**Task instructions:**
Write out exactly the lines below that run from the one containing "(SettlementType::Zimo, None) =>" through the one containing "fn parse_fan(n: &serde_json::Number)", both included, with no other lines.

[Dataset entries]
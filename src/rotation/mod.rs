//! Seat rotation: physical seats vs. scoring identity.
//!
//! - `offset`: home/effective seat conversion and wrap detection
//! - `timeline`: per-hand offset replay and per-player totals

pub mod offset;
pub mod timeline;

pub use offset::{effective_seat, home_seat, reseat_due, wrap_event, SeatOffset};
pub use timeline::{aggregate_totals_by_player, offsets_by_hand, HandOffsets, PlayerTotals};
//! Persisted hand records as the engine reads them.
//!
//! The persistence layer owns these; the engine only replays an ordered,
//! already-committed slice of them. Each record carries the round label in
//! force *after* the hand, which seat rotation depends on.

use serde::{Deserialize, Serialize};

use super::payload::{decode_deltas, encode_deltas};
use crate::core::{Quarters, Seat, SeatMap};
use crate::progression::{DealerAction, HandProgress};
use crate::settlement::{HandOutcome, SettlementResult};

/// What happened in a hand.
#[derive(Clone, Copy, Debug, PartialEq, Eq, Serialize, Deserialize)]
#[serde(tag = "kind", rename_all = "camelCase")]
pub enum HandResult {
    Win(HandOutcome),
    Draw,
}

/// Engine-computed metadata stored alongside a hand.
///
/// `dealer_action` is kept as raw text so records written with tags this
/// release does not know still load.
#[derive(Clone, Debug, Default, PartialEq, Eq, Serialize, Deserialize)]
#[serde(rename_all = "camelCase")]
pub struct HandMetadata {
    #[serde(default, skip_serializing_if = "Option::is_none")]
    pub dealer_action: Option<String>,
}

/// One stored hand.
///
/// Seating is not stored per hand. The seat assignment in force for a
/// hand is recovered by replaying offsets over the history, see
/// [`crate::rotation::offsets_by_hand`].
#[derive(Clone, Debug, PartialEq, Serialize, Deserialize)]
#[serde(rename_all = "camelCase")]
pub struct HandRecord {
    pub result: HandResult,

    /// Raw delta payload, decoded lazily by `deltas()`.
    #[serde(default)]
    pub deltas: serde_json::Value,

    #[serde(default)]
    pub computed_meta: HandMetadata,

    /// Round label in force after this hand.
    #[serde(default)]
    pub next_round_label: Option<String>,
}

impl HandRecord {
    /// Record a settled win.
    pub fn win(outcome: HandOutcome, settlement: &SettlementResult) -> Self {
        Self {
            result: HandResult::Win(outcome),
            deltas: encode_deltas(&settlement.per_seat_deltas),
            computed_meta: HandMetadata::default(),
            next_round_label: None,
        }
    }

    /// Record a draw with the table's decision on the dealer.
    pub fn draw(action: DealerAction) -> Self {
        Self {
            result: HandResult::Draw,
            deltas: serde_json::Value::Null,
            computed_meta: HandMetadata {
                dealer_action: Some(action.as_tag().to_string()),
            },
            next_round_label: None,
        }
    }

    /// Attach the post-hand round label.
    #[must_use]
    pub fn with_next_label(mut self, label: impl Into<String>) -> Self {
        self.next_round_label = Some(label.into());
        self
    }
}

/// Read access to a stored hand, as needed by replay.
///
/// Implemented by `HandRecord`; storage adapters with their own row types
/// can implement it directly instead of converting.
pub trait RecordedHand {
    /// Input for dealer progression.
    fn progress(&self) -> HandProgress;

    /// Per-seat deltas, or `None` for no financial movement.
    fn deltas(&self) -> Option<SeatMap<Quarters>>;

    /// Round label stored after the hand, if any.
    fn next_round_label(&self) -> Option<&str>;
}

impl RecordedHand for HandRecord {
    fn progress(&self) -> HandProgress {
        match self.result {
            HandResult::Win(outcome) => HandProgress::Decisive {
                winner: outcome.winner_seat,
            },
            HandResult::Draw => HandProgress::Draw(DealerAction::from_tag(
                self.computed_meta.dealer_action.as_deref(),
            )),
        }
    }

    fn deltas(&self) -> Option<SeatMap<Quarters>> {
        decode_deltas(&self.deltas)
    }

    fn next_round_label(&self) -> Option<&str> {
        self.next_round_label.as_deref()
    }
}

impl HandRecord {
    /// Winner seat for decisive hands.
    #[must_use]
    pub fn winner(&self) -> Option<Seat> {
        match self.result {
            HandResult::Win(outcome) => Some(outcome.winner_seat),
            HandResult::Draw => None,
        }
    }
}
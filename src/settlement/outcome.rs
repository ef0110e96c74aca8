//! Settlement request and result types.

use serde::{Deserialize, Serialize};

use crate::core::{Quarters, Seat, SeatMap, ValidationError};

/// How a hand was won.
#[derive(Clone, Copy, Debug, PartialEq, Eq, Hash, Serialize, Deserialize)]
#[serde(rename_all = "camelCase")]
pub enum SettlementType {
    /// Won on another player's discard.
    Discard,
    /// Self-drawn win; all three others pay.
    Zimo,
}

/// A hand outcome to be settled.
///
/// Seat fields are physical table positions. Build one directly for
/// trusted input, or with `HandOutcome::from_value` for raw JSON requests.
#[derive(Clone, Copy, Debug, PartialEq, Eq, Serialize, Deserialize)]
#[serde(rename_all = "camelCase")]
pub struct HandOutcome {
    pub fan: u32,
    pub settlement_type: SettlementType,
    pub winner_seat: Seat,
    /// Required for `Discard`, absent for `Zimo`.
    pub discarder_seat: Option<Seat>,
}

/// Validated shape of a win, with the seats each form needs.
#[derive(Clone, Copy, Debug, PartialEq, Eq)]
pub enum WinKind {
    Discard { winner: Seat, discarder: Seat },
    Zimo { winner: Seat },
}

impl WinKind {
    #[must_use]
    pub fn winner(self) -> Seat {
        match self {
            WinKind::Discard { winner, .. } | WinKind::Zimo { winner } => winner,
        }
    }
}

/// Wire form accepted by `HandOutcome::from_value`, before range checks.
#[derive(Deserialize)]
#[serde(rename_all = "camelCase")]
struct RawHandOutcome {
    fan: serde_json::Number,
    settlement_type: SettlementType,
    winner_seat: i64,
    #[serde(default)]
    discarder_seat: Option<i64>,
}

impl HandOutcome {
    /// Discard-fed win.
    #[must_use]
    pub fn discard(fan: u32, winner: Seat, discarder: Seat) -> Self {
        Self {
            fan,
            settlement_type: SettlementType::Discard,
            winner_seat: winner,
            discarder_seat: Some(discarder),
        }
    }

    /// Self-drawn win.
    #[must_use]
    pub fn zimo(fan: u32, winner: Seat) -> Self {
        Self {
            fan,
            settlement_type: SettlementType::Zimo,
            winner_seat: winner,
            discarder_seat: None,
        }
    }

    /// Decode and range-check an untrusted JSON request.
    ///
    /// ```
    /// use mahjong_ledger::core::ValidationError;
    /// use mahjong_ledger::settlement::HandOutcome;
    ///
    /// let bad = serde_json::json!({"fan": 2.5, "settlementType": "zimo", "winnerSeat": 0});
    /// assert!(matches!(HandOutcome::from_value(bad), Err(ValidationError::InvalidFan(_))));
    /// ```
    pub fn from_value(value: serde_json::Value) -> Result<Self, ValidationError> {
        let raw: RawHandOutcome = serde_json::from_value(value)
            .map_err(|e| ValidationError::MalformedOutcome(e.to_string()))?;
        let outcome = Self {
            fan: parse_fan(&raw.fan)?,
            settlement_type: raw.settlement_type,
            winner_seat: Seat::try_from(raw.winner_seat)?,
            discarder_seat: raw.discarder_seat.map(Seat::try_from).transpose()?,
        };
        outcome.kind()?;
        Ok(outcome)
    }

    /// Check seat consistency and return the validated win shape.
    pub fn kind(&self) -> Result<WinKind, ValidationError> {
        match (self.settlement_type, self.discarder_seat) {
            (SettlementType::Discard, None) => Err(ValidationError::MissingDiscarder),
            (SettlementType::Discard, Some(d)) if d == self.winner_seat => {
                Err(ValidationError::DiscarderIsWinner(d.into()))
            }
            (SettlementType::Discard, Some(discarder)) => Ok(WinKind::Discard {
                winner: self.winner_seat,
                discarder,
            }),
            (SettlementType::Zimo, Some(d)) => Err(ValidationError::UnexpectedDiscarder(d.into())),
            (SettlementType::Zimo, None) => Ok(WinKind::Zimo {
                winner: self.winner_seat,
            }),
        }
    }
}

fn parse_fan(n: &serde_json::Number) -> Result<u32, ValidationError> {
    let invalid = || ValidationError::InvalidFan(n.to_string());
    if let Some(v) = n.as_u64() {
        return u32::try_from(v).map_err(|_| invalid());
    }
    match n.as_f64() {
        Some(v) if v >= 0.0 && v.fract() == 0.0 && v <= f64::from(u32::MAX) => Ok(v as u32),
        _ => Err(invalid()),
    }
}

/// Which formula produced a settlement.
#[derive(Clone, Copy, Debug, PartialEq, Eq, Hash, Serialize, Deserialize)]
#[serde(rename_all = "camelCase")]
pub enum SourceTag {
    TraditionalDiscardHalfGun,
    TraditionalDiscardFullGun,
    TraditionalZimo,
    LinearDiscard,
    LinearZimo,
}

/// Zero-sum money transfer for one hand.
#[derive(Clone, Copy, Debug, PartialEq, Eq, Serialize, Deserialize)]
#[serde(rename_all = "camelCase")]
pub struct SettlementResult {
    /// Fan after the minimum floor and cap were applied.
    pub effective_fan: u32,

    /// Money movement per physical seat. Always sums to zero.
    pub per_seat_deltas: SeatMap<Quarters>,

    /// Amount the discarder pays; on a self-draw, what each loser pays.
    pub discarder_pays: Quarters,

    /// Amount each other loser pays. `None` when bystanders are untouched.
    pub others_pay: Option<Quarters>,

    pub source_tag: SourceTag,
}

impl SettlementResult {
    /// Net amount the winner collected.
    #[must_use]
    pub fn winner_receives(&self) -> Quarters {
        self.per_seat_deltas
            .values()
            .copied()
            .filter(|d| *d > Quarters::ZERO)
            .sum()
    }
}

**Solution to this problem:**
            (SettlementType::Zimo, None) => Ok(WinKind::Zimo {
                winner: self.winner_seat,
            }),
        }
    }
}

fn parse_fan(n: &serde_json::Number) -> Result<u32, ValidationError> {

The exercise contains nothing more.